「啊!千千怎能擔當此大任呢?」
議堂從未試過這般熱鬧,擠滿了邊荒集的各路英雄好漢,出席者除燕飛、紀千千、慕容戰、夏侯亭、費正昌、呼雷方、程蒼古、姬別、紅子春、卓狂生等原班人馬外,還有從未與會的拓跋儀、屠奉三、陰奇。
小軻因立了大功,被視為繼高彥後風媒中的新星,獲邀列席。
夜窩族則以姚猛和左丘亮兩人作代表,顏闖也隨程蒼古列席。
尚有要求與會的是羯幫的冬赫顯,他為羯幫的第三把手,老大長哈力行離開後,他和八十多名兄弟留下來,後見勢色不對,躲了起來,避過被赫連勃勃屠殺的厄運,亦有參與擊垮赫連勃勃的一戰。

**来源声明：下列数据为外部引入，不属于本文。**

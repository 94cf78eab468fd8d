use std::str::FromStr;

use anyhow::Result;
use base64::Engine;
use base64::engine::general_purpose::STANDARD;
use reqwest::{header, Client as ReqwestClient, Method, RequestBuilder, StatusCode};
use serde::Deserialize;
use tracing::debug;

use crate::digest::OciDigest;
use crate::error::RegistryError;
use crate::models::{
    DOCKER_MANIFEST_LIST_MEDIA_TYPE, DOCKER_MANIFEST_MEDIA_TYPE, ImageManifest, ManifestVariant,
    OCI_INDEX_MEDIA_TYPE, OCI_MANIFEST_MEDIA_TYPE, Platform,
};

/// Largest manifest body accepted from a registry
pub const MAX_MANIFEST_BYTES: u64 = 4 * 1024 * 1024;

/// Encode `username:password` for a `Basic` authorization header.
pub fn basic_auth(username: &str, password: &str) -> String {
    STANDARD.encode(format!("{}:{}", username, password))
}

/// A client for interacting with an OCI registry.
pub struct Client {
    registry_url: String,
    auth: Option<String>,
    client: ReqwestClient,
}

impl Client {
    /// Create a new client for the given registry URL.
    pub fn new(registry_url: String, auth: Option<String>) -> Self {
        Self::with_http_client(registry_url, auth, ReqwestClient::new())
    }

    /// Create a client that reuses an existing connection pool.
    pub fn with_http_client(registry_url: String, auth: Option<String>, client: ReqwestClient) -> Self {
        Self {
            registry_url: registry_url.trim_end_matches('/').to_string(),
            auth,
            client,
        }
    }

    pub fn registry_url(&self) -> &str {
        &self.registry_url
    }

    /// Create a new session for the given repository.
    pub fn new_session(&self, repository: String) -> ClientSession {
        ClientSession {
            repository,
            registry_url: self.registry_url.clone(),
            client: self.client.clone(),
            auth: self.auth.clone(),
            token: None,
        }
    }
}

/// Parameters of a `WWW-Authenticate: Bearer ...` challenge
#[derive(Debug, Clone, PartialEq, Eq)]
pub struct BearerChallenge {
    pub realm: String,
    pub service: Option<String>,
    pub scope: Option<String>,
}

impl BearerChallenge {
    /// Parse the header value. Quoted values may contain commas, as in
    /// `scope="repository:app:pull,push"`.
    pub fn parse(header: &str) -> Option<Self> {
        let header = header.trim();
        let (scheme, params) = header.split_once(' ')?;
        if !scheme.eq_ignore_ascii_case("bearer") {
            return None;
        }

        let mut realm = None;
        let mut service = None;
        let mut scope = None;

        let mut rest = params.trim();
        while !rest.is_empty() {
            let eq_pos = rest.find('=')?;
            let key = rest[..eq_pos].trim().to_ascii_lowercase();
            rest = rest[eq_pos + 1..].trim_start();

            let value = if let Some(quoted) = rest.strip_prefix('"') {
                let end = quoted.find('"')?;
                rest = &quoted[end + 1..];
                &quoted[..end]
            } else {
                let end = rest.find(',').unwrap_or(rest.len());
                let value = rest[..end].trim();
                rest = &rest[end..];
                value
            };
            rest = rest.trim_start().trim_start_matches(',').trim_start();

            match key.as_str() {
                "realm" => realm = Some(value.to_string()),
                "service" => service = Some(value.to_string()),
                "scope" => scope = Some(value.to_string()),
                _ => {}
            }
        }

        Some(Self {
            realm: realm?,
            service,
            scope,
        })
    }
}

// Token authentication response from the auth service. Docker Hub sends
// both fields, other registries only one of them.
#[derive(Debug, Deserialize)]
struct TokenResponse {
    token: Option<String>,
    access_token: Option<String>,
}

/// A manifest as returned by the registry, before platform resolution.
#[derive(Debug, Clone)]
pub struct FetchedManifest {
    /// Digest of the exact bytes the registry served
    pub digest: OciDigest,
    pub manifest: ManifestVariant,
}

/// A session for interacting with a specific repository in an OCI registry.
pub struct ClientSession {
    repository: String,
    registry_url: String,
    client: ReqwestClient,
    auth: Option<String>,
    token: Option<String>,
}

impl ClientSession {
    fn build_request(&self, method: Method, url: &str, accept: Option<&str>) -> RequestBuilder {
        let mut request = self.client.request(method, url);

        if let Some(accept) = accept {
            request = request.header(header::ACCEPT, accept);
        }

        // If we have a token, add it to the request
        if let Some(token) = &self.token {
            request = request.header(header::AUTHORIZATION, format!("Bearer {}", token));
        }
        // If we have basic auth credentials, add them to the request
        else if let Some(auth) = &self.auth {
            request = request.header(header::AUTHORIZATION, format!("Basic {}", auth));
        }

        request
    }

    /// Fetch a bearer token for the given challenge. Returns `None` when the
    /// auth service refuses, so the caller can surface the original 401.
    async fn request_token(&self, challenge: &BearerChallenge) -> Result<Option<String>> {
        let mut token_url = reqwest::Url::parse(&challenge.realm)?;

        if let Some(service) = &challenge.service {
            token_url.query_pairs_mut().append_pair("service", service);
        }
        let scope = challenge
            .scope
            .clone()
            .unwrap_or_else(|| format!("repository:{}:pull", self.repository));
        token_url.query_pairs_mut().append_pair("scope", &scope);

        let mut token_request = self.client.get(token_url);

        // Add basic auth if we have it
        if let Some(auth) = &self.auth {
            token_request = token_request.header(header::AUTHORIZATION, format!("Basic {}", auth));
        }

        let token_response = token_request.send().await?;
        if !token_response.status().is_success() {
            debug!(
                "Token request for {} failed with {}",
                self.repository,
                token_response.status()
            );
            return Ok(None);
        }

        let token_data: TokenResponse = token_response.json().await?;
        Ok(token_data.token.or(token_data.access_token))
    }

    /// Handle authentication for requests to the registry.
    /// This method will automatically obtain a token if needed.
    async fn authenticate_request(
        &mut self,
        method: Method,
        url: &str,
        accept: Option<&str>,
    ) -> Result<reqwest::Response> {
        let response = self.build_request(method.clone(), url, accept).send().await?;

        if response.status() != StatusCode::UNAUTHORIZED {
            return Ok(response);
        }

        let challenge = response
            .headers()
            .get(header::WWW_AUTHENTICATE)
            .and_then(|value| value.to_str().ok())
            .and_then(BearerChallenge::parse);

        let Some(challenge) = challenge else {
            return Ok(response);
        };

        match self.request_token(&challenge).await? {
            Some(token) => {
                debug!("Obtained bearer token for {}", self.repository);
                self.token = Some(token);
                Ok(self.build_request(method, url, accept).send().await?)
            }
            None => Ok(response),
        }
    }

    /// Make an authenticated GET request to the registry.
    async fn authenticated_get(&mut self, url: &str, accept: &str) -> Result<reqwest::Response> {
        self.authenticate_request(Method::GET, url, Some(accept)).await
    }

    /// Fetch the manifest stored under a tag or digest. When `reference` is a
    /// digest the served bytes are verified against it.
    pub async fn fetch_manifest(&mut self, reference: &str) -> Result<FetchedManifest> {
        let url = format!("{}/v2/{}/manifests/{}", self.registry_url, self.repository, reference);
        let accept = [
            OCI_INDEX_MEDIA_TYPE,
            OCI_MANIFEST_MEDIA_TYPE,
            DOCKER_MANIFEST_LIST_MEDIA_TYPE,
            DOCKER_MANIFEST_MEDIA_TYPE,
        ]
        .join(", ");

        let mut response = self.authenticated_get(&url, &accept).await?;

        match response.status() {
            StatusCode::OK => {}
            StatusCode::NOT_FOUND => {
                return Err(RegistryError::NotFound(format!("{}:{}", self.repository, reference)).into());
            }
            StatusCode::UNAUTHORIZED | StatusCode::FORBIDDEN => {
                return Err(RegistryError::Unauthorized(self.repository.clone()).into());
            }
            status => {
                return Err(RegistryError::UnexpectedStatus { status, url }.into());
            }
        }

        let content_type = response
            .headers()
            .get(header::CONTENT_TYPE)
            .and_then(|value| value.to_str().ok())
            .map(|value| value.split(';').next().unwrap_or(value).trim().to_string());

        if response.content_length().is_some_and(|length| length > MAX_MANIFEST_BYTES) {
            return Err(RegistryError::ManifestTooLarge(MAX_MANIFEST_BYTES).into());
        }

        let mut body = Vec::new();
        while let Some(chunk) = response.chunk().await? {
            if (body.len() + chunk.len()) as u64 > MAX_MANIFEST_BYTES {
                return Err(RegistryError::ManifestTooLarge(MAX_MANIFEST_BYTES).into());
            }
            body.extend_from_slice(&chunk);
        }

        if let Ok(expected) = OciDigest::from_str(reference) {
            expected.verify(&body)?;
        }

        let manifest = ManifestVariant::from_slice(content_type.as_deref(), &body)?;

        Ok(FetchedManifest {
            digest: OciDigest::sha256(&body),
            manifest,
        })
    }

    /// Resolve a tag or digest to a single-platform image manifest, following
    /// an index to the entry for `platform`.
    pub async fn resolve_image_manifest(
        &mut self,
        reference: &str,
        platform: &Platform,
    ) -> Result<ImageManifest> {
        let fetched = self.fetch_manifest(reference).await?;

        let list = match fetched.manifest {
            ManifestVariant::Manifest(manifest) => return Ok(manifest),
            ManifestVariant::List(list) => list,
        };

        let descriptor = list
            .select_platform(platform)
            .ok_or_else(|| RegistryError::NoMatchingPlatform(platform.to_string()))?;

        debug!(
            "Resolved {}:{} for {} to {}",
            self.repository, reference, platform, descriptor.digest
        );

        match self.fetch_manifest(&descriptor.digest.to_string()).await?.manifest {
            ManifestVariant::Manifest(manifest) => Ok(manifest),
            ManifestVariant::List(_) => {
                Err(RegistryError::UnsupportedManifest("nested index".to_string()).into())
            }
        }
    }
}

#[cfg(test)]
mod tests {
    use super::*;

    #[test]
    fn test_parse_docker_hub_challenge() {
        let challenge = BearerChallenge::parse(
            r#"Bearer realm="https://auth.docker.io/token",service="registry.docker.io",scope="repository:library/nginx:pull""#,
        )
        .unwrap();

        assert_eq!(challenge.realm, "https://auth.docker.io/token");
        assert_eq!(challenge.service.as_deref(), Some("registry.docker.io"));
        assert_eq!(challenge.scope.as_deref(), Some("repository:library/nginx:pull"));
    }

    #[test]
    fn test_parse_challenge_with_comma_in_scope() {
        let challenge = BearerChallenge::parse(
            r#"Bearer realm="https://ghcr.io/token", scope="repository:org/app:pull,push""#,
        )
        .unwrap();

        assert_eq!(challenge.realm, "https://ghcr.io/token");
        assert_eq!(challenge.service, None);
        assert_eq!(challenge.scope.as_deref(), Some("repository:org/app:pull,push"));
    }

    #[test]
    fn test_parse_rejects_basic_and_missing_realm() {
        assert!(BearerChallenge::parse(r#"Basic realm="registry""#).is_none());
        assert!(BearerChallenge::parse(r#"Bearer service="registry""#).is_none());
    }

    #[test]
    fn test_basic_auth_encoding() {
        assert_eq!(basic_auth("user", "pass"), "dXNlcjpwYXNz");
    }

    #[test]
    fn test_registry_url_is_normalized() {
        let client = Client::new("https://registry.example.com/".to_string(), None);
        assert_eq!(client.registry_url(), "https://registry.example.com");
    }
}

議會的第一個議題由卓狂生提出,是請紀千千坐上邊荒集最高統帥的寶座。
議堂登時靜至落針可聞,所有人目光全集中在紀千千身上。
紀千千玉頰霞飛,令她更是嬌艷欲滴,看得老老少少全呆了眼。
姚猛和左丘亮首先忘情地叫好。
出乎大多數人料外,接著朗聲表示贊同的竟是屠奉三,他言詞懇切地道:「我們現在真是迫切需要一個能統領邊荒集的主帥,否則我們只是烏合之眾,而環顧邊荒集,惟有小姐你的德望能服眾,更不會令各方頭領生出疑惑,若邊荒集可渡此災劫,一切會回覆舊觀,小姐你也可重過彈琴唱歌的逍遙日子。」
紀千千求助的目光往燕飛瞧去,後者暗嘆一口氣,舉掌道:「燕飛在此向小姐宣誓忠。」
姚猛、左丘亮,加上小軻二度起鬨,喝采贊好。
事實上除紀千千本身外,卓狂生早向其它領袖知會此事,人人叫好贊成,因為她是最沒有爭議性的人選,且事後更不會出現因曾當過最高統帥從而桀騖坐大的不良後果。通過她便可以名正言順指揮聯軍,加強各方勢力的合作,所以眾人紛紛附和。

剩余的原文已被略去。